Page 21 of Mr. President


  He looks into the center camera.

  “I also happen to have a living mother, who not only served as First Lady before, but continues to this day to be one of the most beloved.”

  There’s applause.

  “So you’d have a nontraditional First Lady? In such a modern age?” Jacobs asks.

  He shoots Jacobs a look. “First you criticize me for not having one, now you criticize because I think there are advantages to having one? The First Lady is meant to be more than a pretty hostess on the president’s arm. I’d rather surround myself with capable people who deserve the part.”

  People fall silent as they absorb that, but the tension is high.

  Carlisle is frowning at me as if he hadn’t expected this part of the debate at all.

  He quickly recovers when he sees the reaction in the room.

  Soon, the candidates deliver their closing statements, with Matt’s statement last.

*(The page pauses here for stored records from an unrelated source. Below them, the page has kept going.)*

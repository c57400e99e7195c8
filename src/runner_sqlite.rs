use crate::{
    parameters::ParameterValue,
    query::Dialect,
    result::{DbError, Result},
    runner::{Driver, Executed, Row},
};
use rusqlite::{
    Connection,
    types::{ToSqlOutput, ValueRef},
};
use std::path::Path;

// Bind tags map one-to-one onto SQLite storage classes
impl rusqlite::ToSql for ParameterValue {
    fn to_sql(&self) -> rusqlite::Result<ToSqlOutput<'_>> {
        let value = match self {
            ParameterValue::Integer(i) => ValueRef::Integer(*i),
            ParameterValue::Float(f) => ValueRef::Real(*f),
            ParameterValue::Text(s) => ValueRef::Text(s.as_bytes()),
            ParameterValue::Blob(bytes) => ValueRef::Blob(bytes),
            ParameterValue::Null => ValueRef::Null,
        };
        Ok(ToSqlOutput::Borrowed(value))
    }
}

/// Convert a single SQLite column value to JSON
fn sqlite_value_to_json(value: ValueRef<'_>) -> serde_json::Value {
    match value {
        ValueRef::Integer(i) => serde_json::Value::Number(i.into()),
        ValueRef::Real(r) => serde_json::Value::from(r),
        ValueRef::Text(s) => serde_json::Value::String(String::from_utf8_lossy(s).to_string()),
        ValueRef::Blob(b) => serde_json::Value::Array(
            b.iter()
                .map(|&byte| serde_json::Value::Number(byte.into()))
                .collect(),
        ),
        ValueRef::Null => serde_json::Value::Null,
    }
}

/// SQLite backend on a single rusqlite connection
#[derive(Debug)]
pub struct SqliteDriver {
    conn: Connection,
}

impl SqliteDriver {
    /// Open (or create) the database file at `path`
    pub fn open(path: impl AsRef<Path>) -> Result<Self> {
        let conn = Connection::open(path).map_err(|e| DbError::new_connection(e.to_string()))?;
        Ok(Self { conn })
    }

    pub fn open_in_memory() -> Result<Self> {
        let conn =
            Connection::open_in_memory().map_err(|e| DbError::new_connection(e.to_string()))?;
        Ok(Self { conn })
    }

    /// Wrap a connection the caller already configured
    pub fn from_connection(conn: Connection) -> Self {
        Self { conn }
    }

    pub fn connection(&self) -> &Connection {
        &self.conn
    }
}

impl Driver for SqliteDriver {
    fn dialect(&self) -> Dialect {
        Dialect::Sqlite
    }

    fn execute(&mut self, sql: &str, params: &[ParameterValue]) -> Result<Executed> {
        let mut stmt = self.conn.prepare(sql)?;
        let bound = rusqlite::params_from_iter(params.iter());

        if stmt.column_count() == 0 {
            let changed = stmt.execute(bound)?;
            return Ok(Executed {
                affected_rows: changed as u64,
                last_insert_id: self.conn.last_insert_rowid(),
                rows: None,
            });
        }

        // Get column names before stepping so rows can be keyed by name
        let column_names: Vec<String> = stmt
            .column_names()
            .iter()
            .map(|name| name.to_string())
            .collect();

        let rows = stmt.query_map(bound, |row| {
            let mut obj = Row::new();
            for (idx, name) in column_names.iter().enumerate() {
                obj.insert(name.clone(), sqlite_value_to_json(row.get_ref(idx)?));
            }
            Ok(obj)
        })?;
        let rows = rows.collect::<rusqlite::Result<Vec<_>>>()?;

        Ok(Executed {
            affected_rows: rows.len() as u64,
            last_insert_id: self.conn.last_insert_rowid(),
            rows: Some(rows),
        })
    }

    fn begin(&mut self) -> Result<()> {
        self.conn.execute_batch("BEGIN")?;
        Ok(())
    }

    fn commit(&mut self) -> Result<()> {
        self.conn.execute_batch("COMMIT")?;
        Ok(())
    }

    fn rollback(&mut self) -> Result<()> {
        self.conn.execute_batch("ROLLBACK")?;
        Ok(())
    }
}

#[cfg(test)]
mod tests {
    use super::*;

    fn setup_driver() -> SqliteDriver {
        let driver = SqliteDriver::open_in_memory().unwrap();
        driver
            .connection()
            .execute(
                "CREATE TABLE source (id INTEGER PRIMARY KEY AUTOINCREMENT, name TEXT, score REAL, data BLOB)",
                [],
            )
            .unwrap();
        driver
    }

    #[test]
    fn test_execute_mutation_reports_changes_and_rowid() {
        let mut driver = setup_driver();
        let executed = driver
            .execute(
                "INSERT INTO source (name, score) VALUES (?, ?)",
                &[ParameterValue::from("a"), ParameterValue::from(1.5)],
            )
            .unwrap();
        assert_eq!(executed.affected_rows, 1);
        assert_eq!(executed.last_insert_id, 1);
        assert!(executed.rows.is_none());
    }

    #[test]
    fn test_execute_select_materializes_rows_in_column_order() {
        let mut driver = setup_driver();
        driver
            .execute(
                "INSERT INTO source (name, score, data) VALUES (?, ?, ?)",
                &[
                    ParameterValue::from("a"),
                    ParameterValue::Null,
                    ParameterValue::from(vec![1u8, 2]),
                ],
            )
            .unwrap();

        let executed = driver.execute("SELECT * FROM source", &[]).unwrap();
        let rows = executed.rows.unwrap();
        assert_eq!(executed.affected_rows, 1);
        assert_eq!(rows.len(), 1);

        let keys: Vec<&String> = rows[0].keys().collect();
        assert_eq!(keys, vec!["id", "name", "score", "data"]);
        assert_eq!(rows[0]["name"], serde_json::json!("a"));
        assert_eq!(rows[0]["score"], serde_json::Value::Null);
        assert_eq!(rows[0]["data"], serde_json::json!([1, 2]));
    }

    #[test]
    fn test_select_with_no_rows_still_has_result_set() {
        let mut driver = setup_driver();
        let executed = driver
            .execute("SELECT * FROM source WHERE id = ?", &[ParameterValue::from(42)])
            .unwrap();
        assert_eq!(executed.rows, Some(vec![]));
        assert_eq!(executed.affected_rows, 0);
    }

    #[test]
    fn test_prepare_failure_is_query_error() {
        let mut driver = setup_driver();
        let err = driver.execute("INVALID SQL SYNTAX", &[]).unwrap_err();
        assert!(matches!(err, DbError::Query(_)));
    }

    #[test]
    fn test_open_bad_path_is_connection_error() {
        let err = SqliteDriver::open("/nonexistent-dir/for/sure/db.sqlite").unwrap_err();
        assert!(matches!(err, DbError::Connection(_)));
    }
}
use crate::result::{DbError, Result};

/// Bind tag telling the driver how to encode a parameter value
#[derive(Debug, Clone, Copy, PartialEq, Eq)]
pub enum BindTag {
    Integer,
    Double,
    String,
    Blob,
}

impl BindTag {
    /// Single-character tag as used in a bind-type string
    pub fn as_char(&self) -> char {
        match self {
            BindTag::Integer => 'i',
            BindTag::Double => 'd',
            BindTag::String => 's',
            BindTag::Blob => 'b',
        }
    }
}

impl std::fmt::Display for BindTag {
    fn fmt(&self, f: &mut std::fmt::Formatter<'_>) -> std::fmt::Result {
        write!(f, "{}", self.as_char())
    }
}

/// A parameter value bound positionally to a placeholder
#[derive(Debug, Clone, PartialEq)]
pub enum ParameterValue {
    Integer(i64),
    Float(f64),
    Text(String),
    Blob(Vec<u8>),
    Null,
}

impl ParameterValue {
    /// Classify the value: integer, float and text keep their own tag,
    /// everything else falls back to binary.
    pub fn bind_tag(&self) -> BindTag {
        match self {
            ParameterValue::Integer(_) => BindTag::Integer,
            ParameterValue::Float(_) => BindTag::Double,
            ParameterValue::Text(_) => BindTag::String,
            ParameterValue::Blob(_) | ParameterValue::Null => BindTag::Blob,
        }
    }

    /// Infer a tagged value from a JSON value.
    ///
    /// Integer-valued numbers become `Integer`, other numbers `Float`, strings
    /// `Text` and `null` becomes `Null`. An array made only of byte values
    /// (0-255) is taken as raw bytes. Any other value (booleans, objects,
    /// mixed arrays) is bound as a blob holding its JSON text.
    pub fn from_json(value: &serde_json::Value) -> Self {
        match value {
            serde_json::Value::Number(n) => match n.as_i64() {
                Some(i) => ParameterValue::Integer(i),
                // as_f64 only returns None for arbitrary-precision numbers
                None => ParameterValue::Float(n.as_f64().unwrap_or(f64::NAN)),
            },
            serde_json::Value::String(s) => ParameterValue::Text(s.clone()),
            serde_json::Value::Null => ParameterValue::Null,
            serde_json::Value::Array(items) => match json_bytes(items) {
                Some(bytes) => ParameterValue::Blob(bytes),
                None => ParameterValue::Blob(value.to_string().into_bytes()),
            },
            other => ParameterValue::Blob(other.to_string().into_bytes()),
        }
    }
}

fn json_bytes(items: &[serde_json::Value]) -> Option<Vec<u8>> {
    items
        .iter()
        .map(|item| item.as_u64().and_then(|n| u8::try_from(n).ok()))
        .collect()
}

/// Concatenated bind tags for a parameter list, e.g. `"si"`
pub fn bind_types(params: &[ParameterValue]) -> String {
    params.iter().map(|p| p.bind_tag().as_char()).collect()
}

macro_rules! impl_from_integer {
    ($($t:ty),*) => {
        $(
            impl From<$t> for ParameterValue {
                fn from(value: $t) -> Self {
                    ParameterValue::Integer(i64::from(value))
                }
            }
        )*
    };
}

impl_from_integer!(i8, i16, i32, i64, u8, u16, u32);

impl From<f32> for ParameterValue {
    fn from(value: f32) -> Self {
        ParameterValue::Float(f64::from(value))
    }
}

impl From<f64> for ParameterValue {
    fn from(value: f64) -> Self {
        ParameterValue::Float(value)
    }
}

impl From<String> for ParameterValue {
    fn from(value: String) -> Self {
        ParameterValue::Text(value)
    }
}

impl From<&str> for ParameterValue {
    fn from(value: &str) -> Self {
        ParameterValue::Text(value.to_string())
    }
}

impl From<Vec<u8>> for ParameterValue {
    fn from(value: Vec<u8>) -> Self {
        ParameterValue::Blob(value)
    }
}

impl From<&[u8]> for ParameterValue {
    fn from(value: &[u8]) -> Self {
        ParameterValue::Blob(value.to_vec())
    }
}

impl<T: Into<ParameterValue>> From<Option<T>> for ParameterValue {
    fn from(value: Option<T>) -> Self {
        value.map_or(ParameterValue::Null, Into::into)
    }
}

/// Insertion-ordered map of column names to parameter values.
///
/// Used both for the data of an insert/update and for equality conditions.
/// Setting a column that is already present replaces its value in place.
#[derive(Debug, Clone, Default, PartialEq)]
pub struct ColumnMap {
    entries: Vec<(String, ParameterValue)>,
}

impl ColumnMap {
    pub fn new() -> Self {
        Self::default()
    }

    /// Builder-style `set`
    pub fn with(mut self, column: impl Into<String>, value: impl Into<ParameterValue>) -> Self {
        self.set(column, value);
        self
    }

    pub fn set(&mut self, column: impl Into<String>, value: impl Into<ParameterValue>) {
        let column = column.into();
        let value = value.into();
        match self.entries.iter_mut().find(|(name, _)| *name == column) {
            Some((_, existing)) => *existing = value,
            None => self.entries.push((column, value)),
        }
    }

    pub fn get(&self, column: &str) -> Option<&ParameterValue> {
        self.entries
            .iter()
            .find(|(name, _)| name == column)
            .map(|(_, value)| value)
    }

    pub fn len(&self) -> usize {
        self.entries.len()
    }

    pub fn is_empty(&self) -> bool {
        self.entries.is_empty()
    }

    pub fn iter(&self) -> impl Iterator<Item = (&str, &ParameterValue)> {
        self.entries.iter().map(|(name, value)| (name.as_str(), value))
    }

    pub fn columns(&self) -> impl Iterator<Item = &str> {
        self.entries.iter().map(|(name, _)| name.as_str())
    }

    pub fn values(&self) -> impl Iterator<Item = &ParameterValue> {
        self.entries.iter().map(|(_, value)| value)
    }

    /// Build a map from a JSON object, keeping the object's key order
    pub fn from_json(value: &serde_json::Value) -> Result<Self> {
        let obj = value.as_object().ok_or_else(|| {
            DbError::new_invalid_input(format!("expected a JSON object, got {value}"))
        })?;

        Ok(obj
            .iter()
            .map(|(column, value)| (column.clone(), ParameterValue::from_json(value)))
            .collect())
    }
}

impl<K, V> FromIterator<(K, V)> for ColumnMap
where
    K: Into<String>,
    V: Into<ParameterValue>,
{
    fn from_iter<I: IntoIterator<Item = (K, V)>>(iter: I) -> Self {
        let mut map = ColumnMap::new();
        for (column, value) in iter {
            map.set(column, value);
        }
        map
    }
}
/// Utility functions for SQL identifier handling
use crate::result::{DbError, Result};
use regex::Regex;

// Regexes compiled once as lazy statics
static COLUMN_NAME_REGEX: once_cell::sync::Lazy<Regex> =
    once_cell::sync::Lazy::new(|| Regex::new(r"^[A-Za-z_][A-Za-z0-9_]*$").unwrap());
static TABLE_NAME_REGEX: once_cell::sync::Lazy<Regex> = once_cell::sync::Lazy::new(|| {
    Regex::new(r"^[A-Za-z_][A-Za-z0-9_]*(\.[A-Za-z_][A-Za-z0-9_]*)?$").unwrap()
});

/// Check a column name against the allow-list `[A-Za-z_][A-Za-z0-9_]*`
pub fn validate_column_name(name: &str) -> Result<()> {
    if COLUMN_NAME_REGEX.is_match(name) {
        Ok(())
    } else {
        Err(DbError::new_invalid_identifier(name))
    }
}

/// Check a table name against the allow-list, optionally schema-qualified (`schema.table`)
pub fn validate_table_name(name: &str) -> Result<()> {
    if TABLE_NAME_REGEX.is_match(name) {
        Ok(())
    } else {
        Err(DbError::new_invalid_identifier(name))
    }
}

/// Wrap an already validated identifier in the given quote character
pub fn quote_identifier(name: &str, quote: char) -> String {
    format!("{quote}{name}{quote}")
}

#[cfg(test)]
mod tests {
    use super::*;

    #[test]
    fn test_column_names() {
        assert!(validate_column_name("name").is_ok());
        assert!(validate_column_name("_created_at2").is_ok());
        assert!(validate_column_name("").is_err());
        assert!(validate_column_name("2fast").is_err());
        assert!(validate_column_name("a.b").is_err());
        assert!(validate_column_name("name`; DROP TABLE users; --").is_err());
    }

    #[test]
    fn test_table_names() {
        assert!(validate_table_name("users").is_ok());
        assert!(validate_table_name("main.users").is_ok());
        assert!(validate_table_name("a.b.c").is_err());
        assert!(validate_table_name("users ").is_err());
        assert!(validate_table_name("users; DELETE FROM users").is_err());
    }

    #[test]
    fn test_quote_identifier() {
        assert_eq!(quote_identifier("age", '`'), "`age`");
        assert_eq!(quote_identifier("age", '"'), "\"age\"");
    }
}
#[cfg(test)]
mod tests {
    use super::*;
    use crate::{query::Dialect, result::DbError};
    use serde_json::json;

    /// Records every driver call and replays canned results
    #[derive(Default)]
    struct RecordingDriver {
        calls: Vec<String>,
        executed: Vec<(String, Vec<ParameterValue>)>,
        next_result: Option<Executed>,
        fail_execute: bool,
        fail_commit: bool,
        fail_rollback: bool,
    }

    impl Driver for RecordingDriver {
        fn dialect(&self) -> Dialect {
            Dialect::MySql
        }

        fn execute(&mut self, sql: &str, params: &[ParameterValue]) -> Result<Executed> {
            self.calls.push("execute".to_string());
            self.executed.push((sql.to_string(), params.to_vec()));
            if self.fail_execute {
                return Err(DbError::new_query("Table 'shop.missing' doesn't exist"));
            }
            Ok(self.next_result.take().unwrap_or_default())
        }

        fn begin(&mut self) -> Result<()> {
            self.calls.push("begin".to_string());
            Ok(())
        }

        fn commit(&mut self) -> Result<()> {
            self.calls.push("commit".to_string());
            if self.fail_commit {
                return Err(DbError::new_query("Deadlock found when trying to get lock"));
            }
            Ok(())
        }

        fn rollback(&mut self) -> Result<()> {
            self.calls.push("rollback".to_string());
            if self.fail_rollback {
                return Err(DbError::new_query("Lost connection"));
            }
            Ok(())
        }
    }

    fn db_with(driver: RecordingDriver) -> Db<RecordingDriver> {
        Db::with_driver(driver, true)
    }

    #[test]
    fn test_insert_sends_sql_and_params_in_map_order() {
        let mut db = db_with(RecordingDriver {
            next_result: Some(Executed {
                affected_rows: 1,
                last_insert_id: 17,
                rows: None,
            }),
            ..Default::default()
        });

        let data = ColumnMap::new().with("name", "Ann").with("age", 30);
        let id = db.insert("users", &data).unwrap();

        assert_eq!(id, 17);
        let (sql, params) = &db.driver().executed[0];
        assert_eq!(sql, "INSERT INTO users (`name`,`age`) VALUES (?,?)");
        assert_eq!(params, &vec![ParameterValue::from("Ann"), ParameterValue::from(30)]);
        assert_eq!(db.last_statement().unwrap().bind_types(), "si");
    }

    #[test]
    fn test_update_params_are_data_then_conditions() {
        let mut db = db_with(RecordingDriver {
            next_result: Some(Executed {
                affected_rows: 1,
                ..Default::default()
            }),
            ..Default::default()
        });

        let affected = db
            .update(
                "users",
                &ColumnMap::new().with("age", 31),
                &ColumnMap::new().with("name", "Ann"),
                Glue::And,
            )
            .unwrap();

        assert_eq!(affected, 1);
        let (sql, params) = &db.driver().executed[0];
        assert_eq!(sql, "UPDATE users SET `age`=? WHERE `name`=?");
        assert_eq!(params, &vec![ParameterValue::from(31), ParameterValue::from("Ann")]);
    }

    #[test]
    fn test_empty_insert_never_reaches_driver() {
        let mut db = db_with(RecordingDriver::default());
        let err = db.insert("users", &ColumnMap::new()).unwrap_err();
        assert!(matches!(err, DbError::InvalidInput(_)));
        assert!(db.driver().calls.is_empty());
    }

    #[test]
    fn test_invalid_table_never_reaches_driver() {
        let mut db = db_with(RecordingDriver::default());
        let err = db
            .delete("users; DROP TABLE users", &ColumnMap::new(), Glue::And)
            .unwrap_err();
        assert!(matches!(err, DbError::InvalidIdentifier(_)));
        assert!(db.driver().calls.is_empty());
    }

    #[test]
    fn test_affected_rows_is_zero_before_any_statement() {
        let db = db_with(RecordingDriver::default());
        assert_eq!(db.affected_rows(), 0);
        assert!(db.last_statement().is_none());
    }

    #[test]
    fn test_failed_execute_clears_current_statement() {
        let mut db = db_with(RecordingDriver {
            next_result: Some(Executed {
                affected_rows: 4,
                ..Default::default()
            }),
            ..Default::default()
        });
        db.delete_using_or("users", &ColumnMap::new()).unwrap();
        assert_eq!(db.affected_rows(), 4);

        db.driver.fail_execute = true;
        let err = db.query("SELECT * FROM missing", &[]).unwrap_err();
        assert!(matches!(err, DbError::Query(_)));
        assert_eq!(db.affected_rows(), 0);
        assert!(db.one().is_none());
    }

    #[test]
    fn test_one_advances_and_all_drains_remaining() {
        let rows: Vec<Row> = (1..=3)
            .map(|id| json!({"id": id}).as_object().unwrap().clone())
            .collect();
        let mut db = db_with(RecordingDriver {
            next_result: Some(Executed {
                affected_rows: 3,
                last_insert_id: 0,
                rows: Some(rows),
            }),
            ..Default::default()
        });

        db.query("SELECT id FROM t", &[]).unwrap();
        assert_eq!(db.one().unwrap()["id"], json!(1));
        let rest = db.all();
        assert_eq!(rest.len(), 2);
        assert_eq!(rest[0]["id"], json!(2));
        assert!(db.one().is_none());
        assert!(db.all().is_empty());
    }

    #[test]
    fn test_one_on_statement_without_result_set() {
        let mut db = db_with(RecordingDriver::default());
        db.query("UPDATE t SET a = ?", &[ParameterValue::from(1)])
            .unwrap();
        assert!(!db.last_statement().unwrap().has_result_set());
        assert!(db.one().is_none());
        assert_eq!(db.one_as::<serde_json::Value>().unwrap(), None);
    }

    #[test]
    fn test_end_transaction_commits() {
        let mut db = db_with(RecordingDriver::default());
        db.start_transaction().unwrap();
        db.end_transaction().unwrap();
        assert_eq!(db.driver().calls, vec!["begin", "commit"]);
    }

    #[test]
    fn test_commit_failure_rolls_back_before_error() {
        let mut db = db_with(RecordingDriver {
            fail_commit: true,
            ..Default::default()
        });
        db.start_transaction().unwrap();
        let err = db.end_transaction().unwrap_err();

        assert_eq!(db.driver().calls, vec!["begin", "commit", "rollback"]);
        match err {
            DbError::Query(message) => assert!(message.contains("Deadlock")),
            other => panic!("Expected Query error, got {other:?}"),
        }
    }

    #[test]
    fn test_rollback_failure_still_reports_commit_error() {
        let mut db = db_with(RecordingDriver {
            fail_commit: true,
            fail_rollback: true,
            ..Default::default()
        });
        let err = db.end_transaction().unwrap_err();
        match err {
            DbError::Query(message) => assert!(message.contains("Deadlock")),
            other => panic!("Expected Query error, got {other:?}"),
        }
    }

    #[test]
    fn test_set_debug_mode() {
        let mut db = Db::with_driver(RecordingDriver::default(), false);
        assert!(!db.is_debug());
        db.set_debug_mode(true);
        assert!(db.is_debug());
    }
}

  “Debates are about divisions, about differing points of views, but there are some universal truths that cannot be denied. The universal truth of cycles—spring, summer, winter, fall; the universal truth of gravity; and a universal truth that we’ve discovered from the first moment our ancestors appeared on earth six million years ago—man adapts.

  “Man has used his brain to outwit predators who are stronger, faster, more numerous. Man has learned to tame some of those predators: wolves became our friends, animals were bred for food. Man learned to farm, feeding millions where before they would feed less than a fourth of that; man invented shelter, clothing, weapons, writing, trade, architecture that defied their physical capabilities, and now, a network and infrastructure that connects us all. Planes, translation, the internet. We’re more interlaced than we’ve ever been.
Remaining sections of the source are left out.